Organisms and Environment

The US philosopher Fred Dretske agrees that information is in the environment and cognitive agents simply absorb it, thereby creating mental states. As Dretske puts it, information is what we can learn about the environment from a sensory signal.

From a biological standpoint, Daniel Dennett's "intentional stance" defines just the relationship between an organism and its environment. The organism continuously reflects its environment, as the organization of its system implicitly contains a representation of the environment. The organism refers to the environment. Intentionality defines an organism as a function of its beliefs and desires, which are products of natural selection.  Intentional states are not internal states of the system, but descriptions of the relationship between the system and its environment.
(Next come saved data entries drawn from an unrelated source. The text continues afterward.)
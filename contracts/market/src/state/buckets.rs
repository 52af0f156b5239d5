//! Discretization of the price space into buckets.
//!
//! Bucket 0 is the open lower tail `[0, lower_edge)`, buckets
//! `1..=num_regular` are uniform-width regular buckets and bucket
//! `num_regular + 1` is the open upper tail `[upper_edge, ∞)`. The tails
//! carry finite midpoints so the pricing engine's logarithms stay bounded on
//! extreme prices.
use crate::prelude::*;
use everopt::contracts::market::entry::{BucketResp, BucketsResp, GridParams};
use everopt::contracts::market::events::RecenteredEvent;

const GRID: Item<Grid> = Item::new(namespace::GRID);

/// Upper limit on the regular bucket count, keeping every engine operation
/// comfortably O(N).
const MAX_REGULAR_BUCKETS: u32 = 512;

#[cw_serde]
pub(crate) struct Grid {
    pub(crate) center_price: Price,
    pub(crate) bucket_width: Price,
    pub(crate) num_regular: u32,
    pub(crate) lower_edge: Price,
    pub(crate) upper_edge: Price,
}

impl Grid {
    pub(crate) fn build(center_price: Price, bucket_width: Price, num_regular: u32) -> Result<Self> {
        opt_ensure!(
            num_regular >= 4 && num_regular % 2 == 0,
            ErrorId::InvalidConfig,
            ErrorDomain::Buckets,
            "num_regular must be even and at least 4, got {num_regular}"
        );
        opt_ensure!(
            num_regular <= MAX_REGULAR_BUCKETS,
            ErrorId::InvalidConfig,
            ErrorDomain::Buckets,
            "num_regular {num_regular} exceeds the maximum of {MAX_REGULAR_BUCKETS}"
        );
        opt_ensure!(
            !bucket_width.is_zero(),
            ErrorId::InvalidConfig,
            ErrorDomain::Buckets,
            "bucket width cannot be zero"
        );

        let half_span = bucket_width
            .checked_mul_dec(Decimal256::from_ratio(num_regular / 2, 1u64))?;
        let lower_edge = center_price
            .into_decimal256()
            .checked_sub(half_span.into_decimal256())
            .ok()
            .filter(|edge| !edge.is_zero())
            .map(Price::from_decimal256)
            .ok_or_else(|| {
                opt_anyhow!(
                    ErrorId::InvalidConfig,
                    ErrorDomain::Buckets,
                    "center {center_price} must exceed half the grid span {half_span}"
                )
            })?;
        let upper_edge = Price::from_decimal256(
            center_price
                .into_decimal256()
                .checked_add(half_span.into_decimal256())?,
        );

        Ok(Grid {
            center_price,
            bucket_width,
            num_regular,
            lower_edge,
            upper_edge,
        })
    }

    /// Total bucket count, tails included.
    pub(crate) fn num_buckets(&self) -> u32 {
        self.num_regular + 2
    }

    /// Midpoint of the given bucket.
    pub(crate) fn midpoint(&self, index: u32) -> Result<Price> {
        self.ensure_index(index)?;
        if index == 0 {
            // tail midpoint
            self.lower_edge
                .checked_div_dec(Decimal256::from_ratio(2u64, 1u64))
        } else if index == self.num_regular + 1 {
            Ok(Price::from_decimal256(
                self.upper_edge
                    .into_decimal256()
                    .checked_add(self.bucket_width.into_decimal256())?,
            ))
        } else {
            let offset = self
                .bucket_width
                .checked_mul_dec(Decimal256::from_ratio(index - 1, 1u64))?;
            let half = self
                .bucket_width
                .checked_div_dec(Decimal256::from_ratio(2u64, 1u64))?;
            Ok(Price::from_decimal256(
                self.lower_edge
                    .into_decimal256()
                    .checked_add(offset.into_decimal256())?
                    .checked_add(half.into_decimal256())?,
            ))
        }
    }

    /// Bounds of the given bucket, lower-inclusive, upper-exclusive. The
    /// upper tail has no upper bound.
    pub(crate) fn bounds(&self, index: u32) -> Result<(Price, Option<Price>)> {
        self.ensure_index(index)?;
        if index == 0 {
            Ok((Price::zero(), Some(self.lower_edge)))
        } else if index == self.num_regular + 1 {
            Ok((self.upper_edge, None))
        } else {
            let lower = Price::from_decimal256(
                self.lower_edge.into_decimal256().checked_add(
                    self.bucket_width
                        .checked_mul_dec(Decimal256::from_ratio(index - 1, 1u64))?
                        .into_decimal256(),
                )?,
            );
            let upper = Price::from_decimal256(
                lower
                    .into_decimal256()
                    .checked_add(self.bucket_width.into_decimal256())?,
            );
            Ok((lower, Some(upper)))
        }
    }

    /// Index of the bucket containing the given price.
    pub(crate) fn index_of(&self, price: Price) -> Result<u32> {
        if price < self.lower_edge {
            return Ok(0);
        }
        if price >= self.upper_edge {
            return Ok(self.num_regular + 1);
        }
        let offset = price
            .into_decimal256()
            .checked_sub(self.lower_edge.into_decimal256())?
            .atomics()
            .checked_div(self.bucket_width.into_decimal256().atomics())?;
        let offset = u32::try_from(cosmwasm_std::Uint128::try_from(offset)?.u128())
            .context("bucket offset out of range")?;
        Ok(offset + 1)
    }

    /// Midpoints of all buckets, tails included.
    pub(crate) fn midpoints(&self) -> Result<Vec<Price>> {
        (0..self.num_buckets()).map(|i| self.midpoint(i)).collect()
    }

    fn ensure_index(&self, index: u32) -> Result<()> {
        opt_ensure!(
            index < self.num_buckets(),
            ErrorId::IndexOutOfRange,
            ErrorDomain::Buckets,
            "bucket index {index} out of range, have {} buckets",
            self.num_buckets()
        );
        Ok(())
    }
}

/// called only once, at instantiation
pub(crate) fn grid_init(store: &mut dyn Storage, params: &GridParams) -> Result<()> {
    let grid = Grid::build(params.center_price, params.bucket_width, params.num_regular)?;
    GRID.save(store, &grid)?;

    Ok(())
}

impl State<'_> {
    pub(crate) fn grid(&self, store: &dyn Storage) -> Result<Grid> {
        GRID.load(store).map_err(|e| e.into())
    }

    /// Whether spot has drifted beyond the rebalance threshold.
    ///
    /// This is the one place a feed failure is deliberately swallowed: a
    /// broken feed must never make the permissionless recenter path panic
    /// callers, it just reports no rebalance.
    pub(crate) fn needs_rebalance(&self, store: &dyn Storage) -> bool {
        fn inner(state: &State, store: &dyn Storage) -> Result<bool> {
            let grid = state.grid(store)?;
            let spot = state.spot_price(store)?;
            let drift = spot
                .diff(grid.center_price)
                .into_decimal256()
                .checked_div(grid.center_price.into_decimal256())?;
            Ok(drift > state.config.rebalance_threshold)
        }
        inner(self, store).unwrap_or(false)
    }

    /// Rebuild the grid edges around a new center. Width and bucket count
    /// are invariant for the lifetime of the market.
    pub(crate) fn recenter(&self, ctx: &mut StateContext, new_center: Price) -> Result<()> {
        opt_ensure!(
            self.needs_rebalance(ctx.storage),
            ErrorId::InvalidConfig,
            ErrorDomain::Buckets,
            "spot has not drifted beyond the rebalance threshold"
        );

        let old = self.grid(ctx.storage)?;
        let new = Grid::build(new_center, old.bucket_width, old.num_regular)?;
        GRID.save(ctx.storage, &new)?;

        ctx.response_mut().add_event(RecenteredEvent {
            old_center: old.center_price,
            new_center,
        });

        Ok(())
    }

    pub(crate) fn buckets_resp(&self, store: &dyn Storage) -> Result<BucketsResp> {
        let grid = self.grid(store)?;
        Ok(BucketsResp {
            center_price: grid.center_price,
            bucket_width: grid.bucket_width,
            num_regular: grid.num_regular,
            lower_edge: grid.lower_edge,
            upper_edge: grid.upper_edge,
            midpoints: grid.midpoints()?,
        })
    }

    pub(crate) fn bucket_resp(&self, store: &dyn Storage, index: u32) -> Result<BucketResp> {
        let grid = self.grid(store)?;
        let (lower, upper) = grid.bounds(index)?;
        Ok(BucketResp {
            midpoint: grid.midpoint(index)?,
            lower,
            upper,
        })
    }
}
The British psychologist Henry Plotkin defines knowledge itself as incorporating the environment. His focus is on the harmony established over the centuries between the organization and structure of a living being and the world it inhabits. Adaptation is the act of incorporating the outside world into the organism's structure and organization. More properly, this is "biological" knowledge. But human knowledge is simply a subset of biological knowledge.

This school of thought has been influential in reversing the traditional role between the living organism and the environment: the organism is no longer a protagonist, its free will unleashed and its creativity unlimited. The organism is a far more passive actor in the overall drama of Nature, one that has to rely upon (and whose behavior is conditioned by) the information that the environment supplies.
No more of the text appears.